Somatic cell nuclear transfer is different. It starts with the cell nucleus, the microscopic warehouse that stores an animal's genome. Researchers slice the nucleus out of an egg cell and insert a nucleus from the cell of an individual they wish to clone. The result is an embryo with genetic material identical to the donor cell. In theory, this cloning technique can produce a long line of animals, each as indistinguishable as plastic monkeys in a barrel.
In practice, this technique is slow and inefficient. "This is a very difficult and delicate procedure," Poo said. Zhen Liu, lead author of a paper published today in the journal Cell, spent three years perfecting this nuclear shuffle.
Then came the next barrier: biology. The transferred nuclei seemed to resist being reprogrammed as embryos. The study authors used new chemical treatments to coax the cells to develop. "They treated the somatic cell nuclei with a couple of different compounds that haven't been used to generate nonhuman primate clones before," said Catherine VandeVoort, who studies primate reproduction at California National Primate Research Centre.
Even then, the success rate was low. The research team attempted to clone monkeys from adult cells as well as cells taken from fetal connective tissue. They transferred 181 embryos containing adult donor cell nuclei. Only 22 surrogate monkey mothers became pregnant.
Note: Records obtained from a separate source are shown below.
#[derive(Debug, Clone, PartialEq, Serialize, Deserialize)]
pub struct RouteWeights {
    /// Particles per day before any survey answer is considered.
    pub baseline: f64,
    /// Share of the route's intake per size class (nano, micro, small, large).
    pub proportions: BTreeMap<String, f64>,
    #[serde(default)]
    pub terms: Vec<AttributeTerm>,
}

impl RouteWeights {
    fn validate(&self, route: Route) -> Result<()> {
        let field = format!("exposure.{}", route);
        validate_non_negative(&format!("{}.baseline", field), self.baseline)?;

        let mut shares = Vec::new();
        for (class, share) in &self.proportions {
            class.parse::<SizeClass>()?;
            shares.push(*share);
        }
        validate_proportions(&format!("{}.proportions", field), &shares)?;

        for term in &self.terms {
            let term_field = format!("{}.terms.{}", field, term.attribute);
            validate_non_empty_string(&term_field, &term.attribute)?;
            validate_non_negative(&format!("{}.weight", term_field), term.weight)?;
            term.scale.validate(&term_field)?;
        }
        Ok(())
    }
}

#[derive(Debug, Clone, PartialEq, Serialize, Deserialize)]
#[serde(default)]
pub struct ExposureCalibration {
    /// Days of intake summed into each profile.
    pub exposure_days: f64,
    pub oral: RouteWeights,
    pub inhalation: RouteWeights,
    pub dermal: RouteWeights,
}

impl ExposureCalibration {
    pub fn route(&self, route: Route) -> &RouteWeights {
        match route {
            Route::Oral => &self.oral,
            Route::Inhalation => &self.inhalation,
            Route::Dermal => &self.dermal,
        }
    }
}

fn proportions(shares: [f64; 4]) -> BTreeMap<String, f64> {
    SizeClass::ALL
        .iter()
        .zip(shares)
        .map(|(class, share)| (class.as_str().to_string(), share))
        .collect()
}

impl Default for ExposureCalibration {
    fn default() -> Self {
        let water_source = AttributeScale::Category {
            levels: [("bottled", 3.0), ("tap", 1.5), ("filtered", 0.5), ("well", 1.0)]
                .into_iter()
                .map(|(level, score)| (level.to_string(), score))
                .collect(),
            default: 1.0,
        };

        Self {
            exposure_days: 7.0,
            oral: RouteWeights {
                baseline: 20.0,
                proportions: proportions([0.05, 0.25, 0.45, 0.25]),
                terms: vec![
                    AttributeTerm::new("Bottled_Water_Frequency", 40.0, AttributeScale::Frequency),
                    AttributeTerm::new("Packaged_Food_Frequency", 30.0, AttributeScale::Frequency),
                    AttributeTerm::new("Water_Source", 20.0, water_source),
                    AttributeTerm::new("Seafood_Frequency", 15.0, AttributeScale::Frequency),
                    AttributeTerm::new("Microwave_Plastic", 25.0, AttributeScale::Flag),
                ],
            },
            inhalation: RouteWeights {
                baseline: 10.0,
                proportions: proportions([0.15, 0.45, 0.35, 0.05]),
                terms: vec![
                    AttributeTerm::new("Indoor_Hours", 3.0, AttributeScale::Numeric { max: 24.0 }),
                    AttributeTerm::new("Synthetic_Textile_Use", 12.0, AttributeScale::Frequency),
                    AttributeTerm::new("Urban_Residence", 20.0, AttributeScale::Flag),
                    AttributeTerm::new("Occupational_Exposure", 45.0, AttributeScale::Flag),
                ],
            },
            dermal: RouteWeights {
                baseline: 2.0,
                proportions: proportions([0.02, 0.13, 0.45, 0.40]),
                terms: vec![
                    AttributeTerm::new("Cosmetic_Use", 6.0, AttributeScale::Frequency),
                    AttributeTerm::new(
                        "Synthetic_Clothing_Hours",
                        1.5,
                        AttributeScale::Numeric { max: 24.0 },
                    ),
                    AttributeTerm::new(
                        "Hand_Washing_Frequency",
                        0.5,
                        AttributeScale::Numeric { max: 20.0 },
                    ),
                ],
            },
        }
    }
}

impl Validate for ExposureCalibration {
    fn validate(&self) -> Result<()> {
        validate_non_negative("exposure.exposure_days", self.exposure_days)?;
        for route in Route::ALL {
            self.route(route).validate(route)?;
        }
        Ok(())
    }
}

/// Maps survey answers to per-route, per-size-class intake. Holds no state
/// beyond its calibration, so the same record always gives the same profile.
#[derive(Debug, Clone)]
pub struct ExposureModel {
    calibration: ExposureCalibration,
    shares: BTreeMap<Route, Vec<(SizeClass, f64)>>,
}

impl ExposureModel {
    pub fn new(calibration: ExposureCalibration) -> Result<Self> {
        calibration.validate()?;

        let mut shares = BTreeMap::new();
        for route in Route::ALL {
            let mut route_shares = Vec::new();
            for (class, share) in &calibration.route(route).proportions {
                route_shares.push((class.parse::<SizeClass>()?, *share));
            }
            route_shares.sort_by_key(|(class, _)| *class);
            shares.insert(route, route_shares);
        }

        Ok(Self {
            calibration,
            shares,
        })
    }

    pub fn calibration(&self) -> &ExposureCalibration {
        &self.calibration
    }

    /// Daily intake for one route before the size split.
    pub fn daily_intake(&self, record: &ParticipantRecord, route: Route) -> Result<f64> {
        let weights = self.calibration.route(route);
        let mut intake = weights.baseline;

        for term in &weights.terms {
            let raw = record.attribute(&term.attribute).ok_or_else(|| {
                TwinError::MissingAttributeError {
                    participant: record.id(),
                    attribute: term.attribute.clone(),
                }
            })?;
            intake += term.weight * term.scale.score(&term.attribute, raw);
        }

        Ok(intake)
    }

    pub fn assess(&self, record: &ParticipantRecord) -> Result<ExposureProfile> {
        let mut totals = BTreeMap::new();

        for route in Route::ALL {
            let total = self.daily_intake(record, route)? * self.calibration.exposure_days;
            let split = self.shares[&route]
                .iter()
                .map(|(class, share)| (*class, total * share))
                .collect();
            tracing::debug!("Participant {} {} intake: {:.2}", record.id(), route, total);
            totals.insert(route, SizeDistribution::new(split));
        }

        let mut take = |route: Route| totals.remove(&route).unwrap_or_default();
        let profile = ExposureProfile {
            participant_id: record.id(),
            oral_total: take(Route::Oral),
            inhalation_total: take(Route::Inhalation),
            dermal_total: take(Route::Dermal),
        };

        tracing::info!(
            "Exposure for participant {}: oral {:.0}, inhalation {:.0}, dermal {:.0}",
            record.id(),
            profile.route_total(Route::Oral),
            profile.route_total(Route::Inhalation),
            profile.route_total(Route::Dermal)
        );

        Ok(profile)
    }
}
Although two infants were delivered via Caesarean section, both died, probably from respiratory failure, within 30 hours.
For the clones that originated from fetal tissue, 79 embryos yielded six pregnancies. Only Zhong Zhong and Hua Hua were born. "It's still very inefficient in this species," Sinclair said. "There's a lot of progress yet to be made."
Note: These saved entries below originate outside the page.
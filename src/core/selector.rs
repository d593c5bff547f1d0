use crate::domain::model::ParticipantRecord;
use crate::utils::error::{Result, TwinError};
use crate::utils::validation::{validate_unique_names, Validate};
use rand::seq::SliceRandom;
use rand::Rng;
use serde::{Deserialize, Serialize};
use std::collections::{BTreeMap, BTreeSet, HashSet};
use std::io::Read;

/// Survey rows as ingested, one map of column -> raw cell per participant.
#[derive(Debug, Clone, PartialEq)]
pub struct SurveyDataset {
    headers: Vec<String>,
    rows: Vec<BTreeMap<String, String>>,
}

impl SurveyDataset {
    pub fn from_reader<R: Read>(reader: R) -> Result<Self> {
        let mut csv_reader = csv::ReaderBuilder::new()
            .trim(csv::Trim::All)
            .from_reader(reader);

        let headers: Vec<String> = csv_reader
            .headers()
            .map_err(|e| TwinError::InvalidDatasetError {
                reason: format!("could not read header row: {}", e),
            })?
            .iter()
            .map(|h| h.to_string())
            .collect();

        if headers.iter().all(|h| h.is_empty()) {
            return Err(TwinError::InvalidDatasetError {
                reason: "dataset has no header row".to_string(),
            });
        }
        let mut seen = HashSet::new();
        for header in &headers {
            if header.is_empty() {
                return Err(TwinError::InvalidDatasetError {
                    reason: "dataset has an unnamed column".to_string(),
                });
            }
            if !seen.insert(header.as_str()) {
                return Err(TwinError::InvalidDatasetError {
                    reason: format!("duplicate column '{}'", header),
                });
            }
        }

        let mut rows = Vec::new();
        for (line, record) in csv_reader.records().enumerate() {
            let record = record.map_err(|e| TwinError::InvalidDatasetError {
                reason: format!("row {}: {}", line + 1, e),
            })?;
            let row = headers
                .iter()
                .cloned()
                .zip(record.iter().map(|cell| cell.to_string()))
                .collect();
            rows.push(row);
        }

        tracing::info!("Ingested survey dataset: {} rows, {} columns", rows.len(), headers.len());
        Ok(Self { headers, rows })
    }

    pub fn headers(&self) -> &[String] {
        &self.headers
    }

    pub fn len(&self) -> usize {
        self.rows.len()
    }

    pub fn is_empty(&self) -> bool {
        self.rows.is_empty()
    }
}

#[derive(Debug, Clone, PartialEq, Serialize, Deserialize)]
#[serde(default)]
pub struct SelectionConfig {
    pub allowlist: Vec<i64>,
    /// Accepted names for the identifier column, matched case-insensitively.
    pub id_columns: Vec<String>,
}

impl Default for SelectionConfig {
    fn default() -> Self {
        Self {
            allowlist: (1..=20).collect(),
            id_columns: ["Participant_Index", "Participant_ID", "ID"]
                .iter()
                .map(|name| name.to_string())
                .collect(),
        }
    }
}

impl Validate for SelectionConfig {
    fn validate(&self) -> Result<()> {
        if self.allowlist.is_empty() {
            return Err(TwinError::ConfigValidationError {
                field: "selection.allowlist".to_string(),
                message: "allow-list must name at least one participant".to_string(),
            });
        }
        if self.id_columns.is_empty() {
            return Err(TwinError::MissingConfigError {
                field: "selection.id_columns".to_string(),
            });
        }
        validate_unique_names("selection.id_columns", &self.id_columns)?;
        Ok(())
    }
}

fn parse_identifier(raw: &str) -> Option<i64> {
    let trimmed = raw.trim();
    if let Ok(id) = trimmed.parse::<i64>() {
        return Some(id);
    }
    // spreadsheets often export integer columns as "7.0"
    match trimmed.parse::<f64>() {
        Ok(value) if value.is_finite() && value.fract() == 0.0 && value.abs() < i64::MAX as f64 => {
            Some(value as i64)
        }
        _ => None,
    }
}

/// Draws one allow-listed participant from a survey dataset.
#[derive(Debug, Clone)]
pub struct ParticipantSelector {
    allowlist: BTreeSet<i64>,
    id_columns: Vec<String>,
}

impl ParticipantSelector {
    pub fn new(config: &SelectionConfig) -> Result<Self> {
        config.validate()?;
        Ok(Self {
            allowlist: config.allowlist.iter().copied().collect(),
            id_columns: config.id_columns.clone(),
        })
    }

    pub fn allowlist(&self) -> &BTreeSet<i64> {
        &self.allowlist
    }

    /// First header matching one of the identifier aliases.
    pub fn identifier_column<'a>(&self, dataset: &'a SurveyDataset) -> Result<&'a str> {
        self.id_columns
            .iter()
            .find_map(|alias| {
                dataset
                    .headers
                    .iter()
                    .find(|header| header.eq_ignore_ascii_case(alias))
            })
            .map(|header| header.as_str())
            .ok_or_else(|| TwinError::InvalidDatasetError {
                reason: format!(
                    "no participant identifier column (expected one of: {})",
                    self.id_columns.join(", ")
                ),
            })
    }

    /// Every row whose identifier is allow-listed, in dataset order.
    pub fn eligible(&self, dataset: &SurveyDataset) -> Result<Vec<ParticipantRecord>> {
        let id_column = self.identifier_column(dataset)?;
        let mut eligible = Vec::new();

        for (line, row) in dataset.rows.iter().enumerate() {
            let raw = row.get(id_column).map(String::as_str).unwrap_or_default();
            let Some(id) = parse_identifier(raw) else {
                tracing::warn!("Skipping row {}: identifier '{}' is not an integer", line + 1, raw);
                continue;
            };
            if !self.allowlist.contains(&id) {
                continue;
            }

            let attributes = row
                .iter()
                .filter(|(column, _)| column.as_str() != id_column)
                .map(|(column, value)| (column.clone(), value.clone()))
                .collect();
            eligible.push(ParticipantRecord::new(id, attributes));
        }

        tracing::debug!("{} of {} rows are eligible", eligible.len(), dataset.len());
        Ok(eligible)
    }

    /// Uniform draw among eligible rows. Pass a seeded generator for
    /// reproducible selection.
    pub fn select<R: Rng + ?Sized>(
        &self,
        dataset: &SurveyDataset,
        rng: &mut R,
    ) -> Result<ParticipantRecord> {
        let eligible = self.eligible(dataset)?;
        let chosen = eligible
            .choose(rng)
            .cloned()
            .ok_or(TwinError::NoEligibleParticipantError {
                checked: dataset.len(),
            })?;

        tracing::info!("Selected participant {}", chosen.id());
        Ok(chosen)
    }

    /// Deterministic lookup for batch callers.
    pub fn select_by_id(&self, dataset: &SurveyDataset, id: i64) -> Result<ParticipantRecord> {
        if !self.allowlist.contains(&id) {
            return Err(TwinError::UnrecognizedParticipantError { id });
        }
        self.eligible(dataset)?
            .into_iter()
            .find(|record| record.id() == id)
            .ok_or(TwinError::NoEligibleParticipantError {
                checked: dataset.len(),
            })
    }
}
The clones are both cynomolgus monkeys, also known as long-tailed crab-eating macaques, which are some of the most commonly used primates in research. (Cynomolgus monkeys have, among other things, been sent to space.)
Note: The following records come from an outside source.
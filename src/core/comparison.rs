use crate::domain::model::{CountResult, Verdict};
use crate::utils::error::Result;
use crate::utils::validation::{validate_non_negative, Validate};
use serde::{Deserialize, Serialize};

/// Policy for calling a human count "close enough" to the detector's.
#[derive(Debug, Clone, Copy, PartialEq, Serialize, Deserialize)]
#[serde(default)]
pub struct ComparisonPolicy {
    /// Differences strictly below this are close enough.
    pub close_match_threshold: f64,
}

impl Default for ComparisonPolicy {
    fn default() -> Self {
        Self {
            close_match_threshold: 5.0,
        }
    }
}

impl ComparisonPolicy {
    pub fn new(close_match_threshold: f64) -> Self {
        Self {
            close_match_threshold,
        }
    }

    pub fn judge(&self, human_count: u64, automated_count: u64) -> CountResult {
        let absolute_difference = human_count.abs_diff(automated_count);
        let verdict = if (absolute_difference as f64) < self.close_match_threshold {
            Verdict::CloseEnough
        } else {
            Verdict::NotCloseEnough
        };

        tracing::info!(
            "Human {} vs detector {}: difference {} ({:?})",
            human_count,
            automated_count,
            absolute_difference,
            verdict
        );

        CountResult {
            human_count,
            automated_count,
            absolute_difference,
            verdict,
        }
    }
}

impl Validate for ComparisonPolicy {
    fn validate(&self) -> Result<()> {
        validate_non_negative("comparison.close_match_threshold", self.close_match_threshold)
    }
}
VandeVoort said the reliance on fetal tissue is a potential limitation. "If you found a really interesting animal that you wanted to clone, it's probably not going to be found when it's a fetus," she said.
DNA fingerprint analysis showed that Zhong Zhong and Hua Hua's chromosomes were identical, Poo said.
"There is no reason to doubt that these two monkeys are anything other than clones," Sinclair said.
Nor, he said, is there reason to suggest that we are closer to producing human clones today than we were yesterday. "The techniques that these guys have used to produce these monkeys have already been used to produce cloned human embryos," Sinclair pointed out. No one in the field "has ever had an agenda to produce human clones".
The technical barrier to reproductive cloning is in principle broken, Poo said, but societal taboos, ethical concerns and governmental prohibitions remain intact.
For now, the monkeys "are ideal models for studying human diseases and developing treatments," Poo said, particularly for diseases with a genetic basis like Parkinson's.
Using "absolutely identical animals" would reduce the number of research primates, VandeVoort said. If genetic variations in monkey subjects were eliminated, she said, scientists could more efficiently focus on differences that arise from behavioral or drug treatments.
Sinclair, who has studied the health of clones such as Dolly's identical "sister" sheep, was bullish on the monkeys' long-term survival. In general, he said, if clones survive the first few months of infancy, they develop like any other animal. "The chances of them going on to lead long and normal healthy lives are very high," he said.